In the records below, which lines include "String"? Copy them.

══════

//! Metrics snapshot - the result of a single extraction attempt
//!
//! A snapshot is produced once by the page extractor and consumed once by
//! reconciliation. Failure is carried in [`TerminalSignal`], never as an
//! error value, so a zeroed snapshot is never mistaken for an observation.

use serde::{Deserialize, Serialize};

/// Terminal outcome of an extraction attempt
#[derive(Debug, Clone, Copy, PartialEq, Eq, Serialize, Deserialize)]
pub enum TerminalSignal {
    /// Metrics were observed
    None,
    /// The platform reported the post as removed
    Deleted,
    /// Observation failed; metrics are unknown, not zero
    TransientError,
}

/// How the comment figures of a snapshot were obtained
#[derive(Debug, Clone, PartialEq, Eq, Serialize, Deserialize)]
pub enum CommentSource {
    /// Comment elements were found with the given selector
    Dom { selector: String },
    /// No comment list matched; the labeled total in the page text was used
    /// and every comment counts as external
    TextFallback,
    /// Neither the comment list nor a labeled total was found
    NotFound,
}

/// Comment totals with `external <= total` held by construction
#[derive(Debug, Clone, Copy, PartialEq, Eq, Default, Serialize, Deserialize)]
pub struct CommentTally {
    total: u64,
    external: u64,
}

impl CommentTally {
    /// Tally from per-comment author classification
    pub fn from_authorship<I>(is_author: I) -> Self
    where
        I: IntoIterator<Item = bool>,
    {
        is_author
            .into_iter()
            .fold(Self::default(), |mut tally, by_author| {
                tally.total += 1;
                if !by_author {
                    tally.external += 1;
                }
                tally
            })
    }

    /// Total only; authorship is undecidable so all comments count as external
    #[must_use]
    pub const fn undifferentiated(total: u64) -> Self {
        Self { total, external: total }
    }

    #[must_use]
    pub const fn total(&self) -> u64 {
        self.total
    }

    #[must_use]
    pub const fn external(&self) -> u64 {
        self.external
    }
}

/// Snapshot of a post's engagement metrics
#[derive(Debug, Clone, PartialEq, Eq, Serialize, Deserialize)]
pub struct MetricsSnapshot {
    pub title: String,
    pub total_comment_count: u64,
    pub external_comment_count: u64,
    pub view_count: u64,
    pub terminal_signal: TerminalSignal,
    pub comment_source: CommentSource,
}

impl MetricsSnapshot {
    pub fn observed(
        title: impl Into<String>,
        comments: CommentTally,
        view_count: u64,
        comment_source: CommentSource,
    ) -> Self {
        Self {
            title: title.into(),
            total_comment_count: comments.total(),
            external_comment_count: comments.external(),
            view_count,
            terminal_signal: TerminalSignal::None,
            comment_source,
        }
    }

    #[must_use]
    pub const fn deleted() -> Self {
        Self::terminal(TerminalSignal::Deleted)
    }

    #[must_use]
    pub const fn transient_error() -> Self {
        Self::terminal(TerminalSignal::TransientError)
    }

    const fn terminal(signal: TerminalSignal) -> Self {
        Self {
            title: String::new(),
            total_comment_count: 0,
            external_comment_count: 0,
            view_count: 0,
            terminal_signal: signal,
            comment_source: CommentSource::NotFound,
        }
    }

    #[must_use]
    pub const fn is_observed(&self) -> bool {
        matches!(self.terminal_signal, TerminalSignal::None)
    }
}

══════

= Answer space =
    Dom { selector: String },
    pub title: String,
        title: impl Into<String>,
            title: String::new(),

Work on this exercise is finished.